Would you retype each of the records exactly as shown?
** Opening Recorded data block **
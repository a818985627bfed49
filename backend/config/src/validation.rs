//! Config validation with every problem reported in one pass.

use thiserror::Error;

use crate::schema::BotConfig;

/// What the process is about to do; decides which settings are required.
#[derive(Debug, Clone, Copy, PartialEq, Eq)]
pub enum Mode {
    /// Connect to Discord and answer commands.
    Serve,
    /// Register the slash commands with a guild.
    Deploy,
    /// Run one command locally against the explorer.
    Query,
    /// Print the command schema; needs nothing.
    Schema,
}

/// A config validation error with variable name and message.
#[derive(Debug, Error)]
#[error("{path}: {message}")]
pub struct ConfigValidationError {
    pub path: String,
    pub message: String,
}

/// All errors found by [`validate`], joined for display.
#[derive(Debug, Error)]
#[error(
    "invalid configuration: {}",
    .0.iter().map(ToString::to_string).collect::<Vec<_>>().join("; ")
)]
pub struct ConfigError(pub Vec<ConfigValidationError>);

#[derive(Debug, Default)]
pub struct ValidationReport {
    pub errors: Vec<ConfigValidationError>,
    pub warnings: Vec<ConfigValidationError>,
}

impl ValidationReport {
    pub fn is_valid(&self) -> bool {
        self.errors.is_empty()
    }

    pub fn into_result(self) -> Result<(), ConfigError> {
        if self.errors.is_empty() {
            Ok(())
        } else {
            Err(ConfigError(self.errors))
        }
    }

    fn error(&mut self, path: impl Into<String>, message: impl Into<String>) {
        self.errors.push(ConfigValidationError { path: path.into(), message: message.into() });
    }

    fn warn(&mut self, path: impl Into<String>, message: impl Into<String>) {
        self.warnings.push(ConfigValidationError { path: path.into(), message: message.into() });
    }
}

/// Validate the config for `mode`.
pub fn validate(config: &BotConfig, mode: Mode) -> ValidationReport {
    let mut report = ValidationReport::default();

    match mode {
        Mode::Serve => {
            require(&mut report, "DISCORD_TOKEN", config.discord_token.as_deref());
            validate_server(config, &mut report);
            validate_presentation(config, &mut report);
        }
        Mode::Deploy => {
            require(&mut report, "DISCORD_TOKEN", config.discord_token.as_deref());
            validate_snowflake(&mut report, "APP_ID", config.app_id.as_deref());
            validate_snowflake(&mut report, "GUILD_ID", config.guild_id.as_deref());
        }
        Mode::Query => {
            validate_server(config, &mut report);
            validate_presentation(config, &mut report);
        }
        Mode::Schema => {}
    }

    report
}

fn require(report: &mut ValidationReport, var: &str, value: Option<&str>) -> bool {
    if value.is_none() {
        report.error(var, "is required");
        return false;
    }
    true
}

fn validate_server(config: &BotConfig, report: &mut ValidationReport) {
    if !require(report, "SERVER", config.server.as_deref()) {
        return;
    }
    if let Some(server) = config.server.as_deref() {
        if !is_http_url(server) {
            report.error("SERVER", format!("must be an http(s) URL, got `{server}`"));
        }
    }
}

fn validate_presentation(config: &BotConfig, report: &mut ValidationReport) {
    if !is_http_url(&config.explorer_url) {
        report.error(
            "GWSCAN_URL",
            format!("must be an http(s) URL, got `{}`", config.explorer_url),
        );
    }
    if !is_http_url(&config.logo_url) {
        report.warn("GWSCAN_LOGO_URL", "is not an http(s) URL; cards may render without a logo");
    }
    if config.embed_color_rgb().is_none() {
        report.error(
            "GWSCAN_EMBED_COLOR",
            format!("must be `#RRGGBB`, got `{}`", config.embed_color),
        );
    }
}

fn validate_snowflake(report: &mut ValidationReport, var: &str, value: Option<&str>) {
    if !require(report, var, value) {
        return;
    }
    if let Some(raw) = value {
        if raw.parse::<u64>().map_or(true, |id| id == 0) {
            report.error(var, format!("must be a numeric Discord id, got `{raw}`"));
        }
    }
}

fn is_http_url(value: &str) -> bool {
    url::Url::parse(value)
        .is_ok_and(|u| matches!(u.scheme(), "http" | "https") && u.host().is_some())
}

#[cfg(test)]
mod tests {
    use super::*;
    use std::collections::HashMap;

    fn config(pairs: &[(&str, &str)]) -> BotConfig {
        let env: HashMap<String, String> =
            pairs.iter().map(|(k, v)| (k.to_string(), v.to_string())).collect();
        BotConfig::from_map(&env)
    }

    #[test]
    fn serve_needs_token_and_server() {
        let report = validate(&config(&[]), Mode::Serve);
        let paths: Vec<&str> = report.errors.iter().map(|e| e.path.as_str()).collect();
        assert_eq!(paths, vec!["DISCORD_TOKEN", "SERVER"]);
    }

    #[test]
    fn serve_ok_with_defaults() {
        let report = validate(
            &config(&[("DISCORD_TOKEN", "t"), ("SERVER", "https://api.gwscan.com/graphql")]),
            Mode::Serve,
        );
        assert!(report.is_valid());
        assert!(report.warnings.is_empty());
    }

    #[test]
    fn server_must_be_http() {
        let report = validate(&config(&[("SERVER", "ftp://x")]), Mode::Query);
        assert!(!report.is_valid());
        assert!(report.errors[0].message.contains("http(s)"));
    }

    #[test]
    fn malformed_server_urls_are_rejected() {
        let servers = [
            "http://not a url",
            "https://:::",
            "https://exa mple.com/graphql",
            "https://",
        ];
        for server in servers {
            let report = validate(&config(&[("SERVER", server)]), Mode::Query);
            assert!(!report.is_valid(), "{server} should be rejected");
            assert_eq!(report.errors[0].path, "SERVER");
        }
        let report = validate(&config(&[("SERVER", "http://localhost:4000/graphql")]), Mode::Query);
        assert!(report.is_valid());
    }

    #[test]
    fn deploy_needs_numeric_ids() {
        let report = validate(
            &config(&[("DISCORD_TOKEN", "t"), ("APP_ID", "abc"), ("GUILD_ID", "42")]),
            Mode::Deploy,
        );
        assert_eq!(report.errors.len(), 1);
        assert_eq!(report.errors[0].path, "APP_ID");
    }

    #[test]
    fn bad_color_is_an_error() {
        let report = validate(
            &config(&[("SERVER", "http://localhost:4000/graphql"), ("GWSCAN_EMBED_COLOR", "pink")]),
            Mode::Query,
        );
        assert_eq!(report.errors.len(), 1);
        assert_eq!(report.errors[0].path, "GWSCAN_EMBED_COLOR");
    }

    #[test]
    fn schema_needs_nothing() {
        assert!(validate(&config(&[]), Mode::Schema).is_valid());
    }

    #[test]
    fn errors_are_joined() {
        let err = validate(&config(&[]), Mode::Serve).into_result().unwrap_err();
        assert_eq!(
            err.to_string(),
            "invalid configuration: DISCORD_TOKEN: is required; SERVER: is required"
        );
    }
}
** Closing Recorded data block **
Response to this task:
repository a818985627bfed49
filename backend/config/src/validation.rs
//! Config validation with every problem reported in one pass.

use thiserror::Error;

use crate::schema::BotConfig;

/// What the process is about to do; decides which settings are required.
#[derive(Debug, Clone, Copy, PartialEq, Eq)]
pub enum Mode {
    /// Connect to Discord and answer commands.
    Serve,
    /// Register the slash commands with a guild.
    Deploy,
    /// Run one command locally against the explorer.
    Query,
    /// Print the command schema; needs nothing.
    Schema,
}

/// A config validation error with variable name and message.
#[derive(Debug, Error)]
#[error("{path}: {message}")]
pub struct ConfigValidationError {
    pub path: String,
    pub message: String,
}

/// All errors found by [`validate`], joined for display.
#[derive(Debug, Error)]
#[error(
    "invalid configuration: {}",
    .0.iter().map(ToString::to_string).collect::<Vec<_>>().join("; ")
)]
pub struct ConfigError(pub Vec<ConfigValidationError>);

#[derive(Debug, Default)]
pub struct ValidationReport {
    pub errors: Vec<ConfigValidationError>,
    pub warnings: Vec<ConfigValidationError>,
}

impl ValidationReport {
    pub fn is_valid(&self) -> bool {
        self.errors.is_empty()
    }

    pub fn into_result(self) -> Result<(), ConfigError> {
        if self.errors.is_empty() {
            Ok(())
        } else {
            Err(ConfigError(self.errors))
        }
    }

    fn error(&mut self, path: impl Into<String>, message: impl Into<String>) {
        self.errors.push(ConfigValidationError { path: path.into(), message: message.into() });
    }

    fn warn(&mut self, path: impl Into<String>, message: impl Into<String>) {
        self.warnings.push(ConfigValidationError { path: path.into(), message: message.into() });
    }
}

/// Validate the config for `mode`.
pub fn validate(config: &BotConfig, mode: Mode) -> ValidationReport {
    let mut report = ValidationReport::default();

    match mode {
        Mode::Serve => {
            require(&mut report, "DISCORD_TOKEN", config.discord_token.as_deref());
            validate_server(config, &mut report);
            validate_presentation(config, &mut report);
        }
        Mode::Deploy => {
            require(&mut report, "DISCORD_TOKEN", config.discord_token.as_deref());
            validate_snowflake(&mut report, "APP_ID", config.app_id.as_deref());
            validate_snowflake(&mut report, "GUILD_ID", config.guild_id.as_deref());
        }
        Mode::Query => {
            validate_server(config, &mut report);
            validate_presentation(config, &mut report);
        }
        Mode::Schema => {}
    }

    report
}

fn require(report: &mut ValidationReport, var: &str, value: Option<&str>) -> bool {
    if value.is_none() {
        report.error(var, "is required");
        return false;
    }
    true
}

fn validate_server(config: &BotConfig, report: &mut ValidationReport) {
    if !require(report, "SERVER", config.server.as_deref()) {
        return;
    }
    if let Some(server) = config.server.as_deref() {
        if !is_http_url(server) {
            report.error("SERVER", format!("must be an http(s) URL, got `{server}`"));
        }
    }
}

fn validate_presentation(config: &BotConfig, report: &mut ValidationReport) {
    if !is_http_url(&config.explorer_url) {
        report.error(
            "GWSCAN_URL",
            format!("must be an http(s) URL, got `{}`", config.explorer_url),
        );
    }
    if !is_http_url(&config.logo_url) {
        report.warn("GWSCAN_LOGO_URL", "is not an http(s) URL; cards may render without a logo");
    }
    if config.embed_color_rgb().is_none() {
        report.error(
            "GWSCAN_EMBED_COLOR",
            format!("must be `#RRGGBB`, got `{}`", config.embed_color),
        );
    }
}

fn validate_snowflake(report: &mut ValidationReport, var: &str, value: Option<&str>) {
    if !require(report, var, value) {
        return;
    }
    if let Some(raw) = value {
        if raw.parse::<u64>().map_or(true, |id| id == 0) {
            report.error(var, format!("must be a numeric Discord id, got `{raw}`"));
        }
    }
}

fn is_http_url(value: &str) -> bool {
    url::Url::parse(value)
        .is_ok_and(|u| matches!(u.scheme(), "http" | "https") && u.host().is_some())
}

#[cfg(test)]
mod tests {
    use super::*;
    use std::collections::HashMap;

    fn config(pairs: &[(&str, &str)]) -> BotConfig {
        let env: HashMap<String, String> =
            pairs.iter().map(|(k, v)| (k.to_string(), v.to_string())).collect();
        BotConfig::from_map(&env)
    }

    #[test]
    fn serve_needs_token_and_server() {
        let report = validate(&config(&[]), Mode::Serve);
        let paths: Vec<&str> = report.errors.iter().map(|e| e.path.as_str()).collect();
        assert_eq!(paths, vec!["DISCORD_TOKEN", "SERVER"]);
    }

    #[test]
    fn serve_ok_with_defaults() {
        let report = validate(
            &config(&[("DISCORD_TOKEN", "t"), ("SERVER", "https://api.gwscan.com/graphql")]),
            Mode::Serve,
        );
        assert!(report.is_valid());
        assert!(report.warnings.is_empty());
    }

    #[test]
    fn server_must_be_http() {
        let report = validate(&config(&[("SERVER", "ftp://x")]), Mode::Query);
        assert!(!report.is_valid());
        assert!(report.errors[0].message.contains("http(s)"));
    }

    #[test]
    fn malformed_server_urls_are_rejected() {
        let servers = [
            "http://not a url",
            "https://:::",
            "https://exa mple.com/graphql",
            "https://",
        ];
        for server in servers {
            let report = validate(&config(&[("SERVER", server)]), Mode::Query);
            assert!(!report.is_valid(), "{server} should be rejected");
            assert_eq!(report.errors[0].path, "SERVER");
        }
        let report = validate(&config(&[("SERVER", "http://localhost:4000/graphql")]), Mode::Query);
        assert!(report.is_valid());
    }

    #[test]
    fn deploy_needs_numeric_ids() {
        let report = validate(
            &config(&[("DISCORD_TOKEN", "t"), ("APP_ID", "abc"), ("GUILD_ID", "42")]),
            Mode::Deploy,
        );
        assert_eq!(report.errors.len(), 1);
        assert_eq!(report.errors[0].path, "APP_ID");
    }

    #[test]
    fn bad_color_is_an_error() {
        let report = validate(
            &config(&[("SERVER", "http://localhost:4000/graphql"), ("GWSCAN_EMBED_COLOR", "pink")]),
            Mode::Query,
        );
        assert_eq!(report.errors.len(), 1);
        assert_eq!(report.errors[0].path, "GWSCAN_EMBED_COLOR");
    }

    #[test]
    fn schema_needs_nothing() {
        assert!(validate(&config(&[]), Mode::Schema).is_valid());
    }

    #[test]
    fn errors_are_joined() {
        let err = validate(&config(&[]), Mode::Serve).into_result().unwrap_err();
        assert_eq!(
            err.to_string(),
            "invalid configuration: DISCORD_TOKEN: is required; SERVER: is required"
        );
    }
}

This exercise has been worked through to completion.